* **Problem requirements**: Please return every line in the following data that includes the string "false".
═════ Task inputs
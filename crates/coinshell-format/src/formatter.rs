//! Output format abstraction.

use coinshell_types::{Candle, CoinshellError, Table};
use std::io::Write;
use thiserror::Error;

/// Output format identifier.
#[derive(Debug, Clone, Copy, PartialEq, Eq, Hash, Default)]
pub enum OutputFormat {
    /// Aligned, human-readable text table.
    #[default]
    Table,
    /// CSV format.
    Csv,
    /// Tab-separated values.
    Tsv,
    /// JSON array format.
    Json,
    /// Newline-delimited JSON, one object per row.
    Ndjson,
}

impl OutputFormat {
    /// Returns the format name as accepted on the command line.
    #[must_use]
    pub const fn as_str(&self) -> &'static str {
        match self {
            Self::Table => "table",
            Self::Csv => "csv",
            Self::Tsv => "tsv",
            Self::Json => "json",
            Self::Ndjson => "ndjson",
        }
    }

    /// Returns all available formats.
    #[must_use]
    pub const fn all() -> &'static [Self] {
        &[Self::Table, Self::Csv, Self::Tsv, Self::Json, Self::Ndjson]
    }
}

impl std::fmt::Display for OutputFormat {
    fn fmt(&self, f: &mut std::fmt::Formatter<'_>) -> std::fmt::Result {
        write!(f, "{}", self.as_str())
    }
}

impl std::str::FromStr for OutputFormat {
    type Err = FormatError;

    fn from_str(s: &str) -> Result<Self, Self::Err> {
        let name = s.to_lowercase();
        if name == "text" {
            return Ok(Self::Table);
        }
        Self::all()
            .iter()
            .copied()
            .find(|format| format.as_str() == name)
            .ok_or_else(|| FormatError::UnknownFormat(s.to_string()))
    }
}

/// Errors that can occur during formatting.
#[derive(Error, Debug)]
pub enum FormatError {
    /// Unknown output format.
    #[error("Unknown format: {0}, expected one of: table, csv, tsv, json, ndjson")]
    UnknownFormat(String),

    /// Sorting referenced a column the table does not have.
    #[error(transparent)]
    Table(#[from] CoinshellError),

    /// I/O error.
    #[error("I/O error: {0}")]
    Io(#[from] std::io::Error),

    /// JSON serialization error.
    #[error("JSON error: {0}")]
    Json(#[from] serde_json::Error),
}

/// How a table is ordered and cut before it is written.
#[derive(Debug, Clone, PartialEq, Eq, Default)]
pub struct RenderOptions {
    /// Column to sort by.
    pub sort_by: Option<String>,
    /// Sort from largest to smallest, or reverse the rows when unsorted.
    pub descending: bool,
    /// Maximum number of rows, applied after sorting.
    pub limit: Option<usize>,
}

impl RenderOptions {
    /// Creates options that keep the table as is.
    #[must_use]
    pub const fn new() -> Self {
        Self {
            sort_by: None,
            descending: false,
            limit: None,
        }
    }

    /// Sets the sort column and direction.
    #[must_use]
    pub fn with_sort(mut self, column: impl Into<String>, descending: bool) -> Self {
        self.sort_by = Some(column.into());
        self.descending = descending;
        self
    }

    /// Reverses the incoming row order when no sort column is set.
    #[must_use]
    pub const fn with_descending(mut self, descending: bool) -> Self {
        self.descending = descending;
        self
    }

    /// Sets the row limit.
    #[must_use]
    pub const fn with_limit(mut self, limit: usize) -> Self {
        self.limit = Some(limit);
        self
    }

    /// Returns a sorted and truncated copy of `table`.
    ///
    /// The sort is stable; a limit larger than the table keeps every row.
    /// Without a sort column, `descending` reverses the rows.
    ///
    /// # Errors
    ///
    /// Returns an error naming the valid columns if `sort_by` is unknown.
    pub fn apply(&self, table: &Table) -> Result<Table, FormatError> {
        let mut table = table.clone();
        match &self.sort_by {
            Some(column) => table.sort_by_column(column, self.descending)?,
            None if self.descending => table.reverse(),
            None => {}
        }
        if let Some(limit) = self.limit {
            table.truncate(limit);
        }
        Ok(table)
    }
}

/// Trait for output formatters.
pub trait Formatter: Send + Sync {
    /// Writes a table to the output.
    ///
    /// # Errors
    ///
    /// Returns an error if writing fails.
    fn write_table<W: Write + Send>(&self, table: &Table, writer: W) -> Result<(), FormatError>;

    /// Writes a price/volume series to the output.
    ///
    /// # Errors
    ///
    /// Returns an error if writing fails.
    fn write_candles<W: Write + Send>(
        &self,
        candles: &[Candle],
        title: &str,
        writer: W,
    ) -> Result<(), FormatError>;
}

#[cfg(test)]
mod tests {
    use super::*;
    use coinshell_types::Cell;

    fn table() -> Table {
        let mut table = Table::new(["name", "price"]);
        for (name, price) in [("b", 2.0), ("a", 3.0), ("c", 1.0), ("d", 4.0)] {
            table.push_row(vec![Cell::text(name), Cell::Float(price)]);
        }
        table
    }

    #[test]
    fn test_format_parse() {
        assert_eq!("CSV".parse::<OutputFormat>().unwrap(), OutputFormat::Csv);
        assert_eq!("text".parse::<OutputFormat>().unwrap(), OutputFormat::Table);
        assert_eq!("NDJSON".parse::<OutputFormat>().unwrap(), OutputFormat::Ndjson);
        for format in OutputFormat::all() {
            assert_eq!(format.as_str().parse::<OutputFormat>().unwrap(), *format);
        }
        assert!("xml".parse::<OutputFormat>().is_err());
    }

    #[test]
    fn test_descend_is_exact_reverse() {
        let asc = RenderOptions::new().with_sort("price", false).apply(&table()).unwrap();
        let desc = RenderOptions::new().with_sort("price", true).apply(&table()).unwrap();
        let mut reversed = asc.rows().to_vec();
        reversed.reverse();
        assert_eq!(desc.rows(), reversed.as_slice());
    }

    #[test]
    fn test_descending_without_sort_reverses_rows() {
        let top = RenderOptions::new()
            .with_descending(true)
            .with_limit(2)
            .apply(&table())
            .unwrap();
        assert_eq!(top.rows()[0][0], Cell::text("d"));
        assert_eq!(top.rows()[1][0], Cell::text("c"));
    }

    #[test]
    fn test_limit_after_sort() {
        let top = RenderOptions::new()
            .with_sort("price", true)
            .with_limit(2)
            .apply(&table())
            .unwrap();
        assert_eq!(top.len(), 2);
        assert_eq!(top.rows()[0][0], Cell::text("d"));
        assert_eq!(top.rows()[1][0], Cell::text("a"));

        let all = RenderOptions::new().with_limit(50).apply(&table()).unwrap();
        assert_eq!(all.len(), 4);
    }

    #[test]
    fn test_unknown_sort_column_lists_columns() {
        let err = RenderOptions::new()
            .with_sort("volume", false)
            .apply(&table())
            .unwrap_err();
        let message = err.to_string();
        assert!(message.contains("volume"));
        assert!(message.contains("name, price"));
    }
}
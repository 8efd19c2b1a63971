//! `dd` menu: reports on the loaded coin from the provider that resolved it.

use anyhow::{Context as _, Result};
use clap::Parser;
use coinshell_lib::{ProviderTag, ReportKind, ReportOptions};
use futures::FutureExt;
use futures::future::BoxFuture;

use crate::action::Action;
use crate::args::ReportCmd;
use crate::context::Context;
use crate::controllers::crypto::NO_COIN;
use crate::dispatcher::{Command, Menu};

/// Builds the `dd` menu for the reports of one provider.
#[must_use]
pub fn menu(tag: ProviderTag, reports: &[ReportKind]) -> Menu {
    reports
        .iter()
        .fold(Menu::new("dd", "Due Diligence"), |menu, kind| {
            let command = Command::new(kind.token(), kind.description(), report);
            menu.command(command.in_section(tag.display_name()))
        })
        .with_status(|ctx| ctx.session.coin().map(|coin| format!("Loaded coin: {coin}")))
}

fn report(ctx: &mut Context, argv: Vec<String>) -> BoxFuture<'_, Result<Action>> {
    async move {
        let coin = ctx.session.coin().cloned().context(NO_COIN)?;
        let provider = ctx.services.provider(coin.provider())?;
        let token = argv.first().cloned().unwrap_or_default();
        let kind = provider
            .reports()
            .iter()
            .copied()
            .find(|kind| kind.token() == token)
            .with_context(|| {
                format!("'{token}' is not available on {}", provider.tag().display_name())
            })?;
        let args = ReportCmd::try_parse_from(argv)?;

        let vs = match coin.quote() {
            Some(quote) => args.vs.clone().unwrap_or_else(|| quote.to_string()),
            None => ctx.vs_or_default(args.vs.as_deref().or(ctx.session.quote())),
        };
        let options = ReportOptions {
            vs,
            limit: args.listing.top.unwrap_or(ReportOptions::default().limit),
            interval: args.interval,
        };

        let mut table = ctx
            .busy(
                &format!("Fetching {} for {coin}", kind.description()),
                provider.report(&coin, kind, &options),
            )
            .await?;
        args.listing.strip_links(&mut table);
        // Reports keep every row unless -t is given
        let render = args.listing.render_options(&table, usize::MAX);
        ctx.show_table(&table, &render)?;
        Ok(Action::Continue)
    }
    .boxed()
}
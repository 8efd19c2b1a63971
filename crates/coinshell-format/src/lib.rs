//! Output formatting for the coinshell crypto terminal.
//!
//! Every command produces a [`Table`](coinshell_types::Table) or a candle
//! series, written in one of these formats:
//!
//! - [`TextFormatter`] - aligned text tables and terminal candlestick charts
//! - [`CsvFormatter`] - CSV or TSV
//! - [`JsonFormatter`] - JSON array or NDJSON
//!
//! [`Renderer`] picks the formatter for the [`OutputFormat`] chosen at start-up.

#![doc = include_str!("../README.md")]
#![doc(issue_tracker_base_url = "https://github.com/factordynamics/coinshell/issues/")]
#![cfg_attr(docsrs, feature(doc_cfg, doc_auto_cfg))]
#![warn(missing_docs)]
#![forbid(unsafe_code)]

mod chart;
mod csv;
mod formatter;
mod json;
mod render;
mod text;

pub use crate::csv::CsvFormatter;
pub use chart::{ChartOptions, downsample, render_candles, render_candles_with};
pub use formatter::{FormatError, Formatter, OutputFormat, RenderOptions};
pub use json::{JsonFormatter, JsonStyle, table_to_json};
pub use render::Renderer;
pub use text::{DEFAULT_MAX_COLUMN_WIDTH, TextFormatter, format_cell, format_number, render_table};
══════════
* **Task solution**:
            descending: false,
        let asc = RenderOptions::new().with_sort("price", false).apply(&table()).unwrap();
            .with_sort("volume", false)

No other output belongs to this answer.